En cinq ans, de 2014 à 2018 – derniers chiffres disponibles –, le Luxembourg a exporté autant de déchets de la construction qu’au cours des 20 années précédentes. Alors que des capacités de stockage existent dans le pays. (Photo: Shutterstock)

Double enquête à Wiltz, décharge à Ottange (côté français), analyse très critique de la Chambre des métiers: le Luxembourg a-t-il vraiment un problème avec ses décharges pour le secteur de la construction? Ce n’est pas si simple, répond l’entourage du ministre de l’Environnement.

«À l’heure actuelle, le Luxembourg ne dispose plus que de cinq décharges proprement dites, dont aucune n’accepte des terres (déblais) polluées. La répartition (localisation) géographique hétérogène des décharges oblige les camions à traverser tout le pays, afin de transporter des terres inertes et propres à leur destination finale. En moyenne, un camion de terrassement doit parcourir une distance d’environ 70km pour arriver finalement à une décharge», assure la Chambre des métiers dans une analyse très critique des décharges au Luxembourg, parue ce mardi.

«Ainsi, la situation actuelle conduit à des émissions de gaz à effet de serre supplémentaires d’environ 10.000 to par an. Des émissions foncièrement inutiles et évitables, correspondant au besoin de chauffage de 1.500 maisons unifamiliales, soit l’ordre de grandeur de la ville de Diekirch avec ses 6.700 habitants», dit encore la CdM. «Les conséquences néfastes du manque de décharges ne s’arrêtent pas à une pollution superflue. Une estimation des déblais inertes générés par des projets d’investissement au sud du pays a montré que les seuls chantiers d’envergure créeront un ‘besoin en capacités de décharges’ d’environ 1,705 million de mètres cubes. Il s’agit notamment de l’extension de l’autoroute A3, du nouvel hôpital à Esch-sur-Alzette (dit ‘Südspidol’), du projet ‘Eurohub’ ou du contournement de Bascharage.»

Ce n’est pas l’image que renvoie le ministère de l’Environnement, avec des chiffres à prendre avec des pincettes et qui datent de 2019. Selon ces chiffres, les décharges luxembourgeoises disposent encore de 31 millions de mètres cubes disponibles, dont plus de 22 millions pour les trois carrières Feidt (8,3 millions à Brouch, 8,2 millions à Folschette et 5,7 millions à Altwies).

15 ans de marge de manœuvre au moins

«D’une manière générale», ajoute la porte-parole du ministre de l’Environnement, «et en prenant le réseau tel qu’il fonctionne aujourd’hui avec ses 12 sites, une durée résiduelle de l’ordre de 15 ans semble réaliste. Il est évident pourtant que cette durée augmentera de manière significative avec chaque nouvelle décharge rajoutée au réseau et mise en exploitation. Il en est de même pour chaque extension de site existant réalisée.»

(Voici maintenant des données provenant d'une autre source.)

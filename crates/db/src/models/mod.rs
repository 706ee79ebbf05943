//! Row structs and DTOs.
//!
//! Each submodule contains:
//! - A `FromRow` entity struct matching the database row
//! - A create DTO for inserts
//! - An update DTO (all `Option` fields) for patches

pub mod asset;
pub mod dashboard;
pub mod history;
pub mod license;
pub mod maintenance;
pub mod session;
pub mod user;
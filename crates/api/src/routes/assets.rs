//! Route definitions for the `/assets` resource.

use axum::routing::{get, post};
use axum::Router;

use crate::handlers::assets;
use crate::state::AppState;

/// Routes mounted at `/assets`.
///
/// Role checks are enforced by handler extractors.
///
/// ```text
/// GET    /                   -> list_assets
/// POST   /                   -> create_asset
/// GET    /export             -> export_assets
/// GET    /{id}               -> get_asset
/// PUT    /{id}               -> update_asset
/// DELETE /{id}               -> delete_asset
/// POST   /{id}/assign        -> assign_asset
/// POST   /{id}/release       -> release_asset
/// GET    /{id}/history       -> get_asset_history
/// GET    /{id}/depreciation  -> get_asset_depreciation
/// ```
pub fn router() -> Router<AppState> {
    Router::new()
        .route("/", get(assets::list_assets).post(assets::create_asset))
        .route("/export", get(assets::export_assets))
        .route(
            "/{id}",
            get(assets::get_asset)
                .put(assets::update_asset)
                .delete(assets::delete_asset),
        )
        .route("/{id}/assign", post(assets::assign_asset))
        .route("/{id}/release", post(assets::release_asset))
        .route("/{id}/history", get(assets::get_asset_history))
        .route("/{id}/depreciation", get(assets::get_asset_depreciation))
}
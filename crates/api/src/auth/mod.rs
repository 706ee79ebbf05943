//! Authentication primitives.
//!
//! - [`password`] -- Argon2id password hashing and verification.
//! - [`jwt`] -- JWT access tokens and opaque refresh-token helpers.

pub mod jwt;
pub mod password;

La situation individuelle de chaque décharge dépend aussi de son utilisation et des disponibilités, ou encore du dynamisme du secteur de la construction.

Pour le ministre, deux autres phénomènes doivent être pris en compte. D’abord, , qui prévoyait, en 2017, la prévention de terres d’excavation, leur utilisation pour le remblayage, la stabilisation des taux de valorisation (90%) et une adaptation de la procédure de recherche pour des décharges inertes. Ensuite, note la porte-parole du ministre, «le problème de la disponibilité de capacités de mise en décharge de déchets inertes ne peut donc pas simplement être réduit à un manque de décharges, mais soulève aussi la question de savoir si les constructions futures continuent à utiliser de gros volumes bâtis en sous-sol ou si la planification est faite de façon à prévoir ces volumes hors sol, notamment en hauteur».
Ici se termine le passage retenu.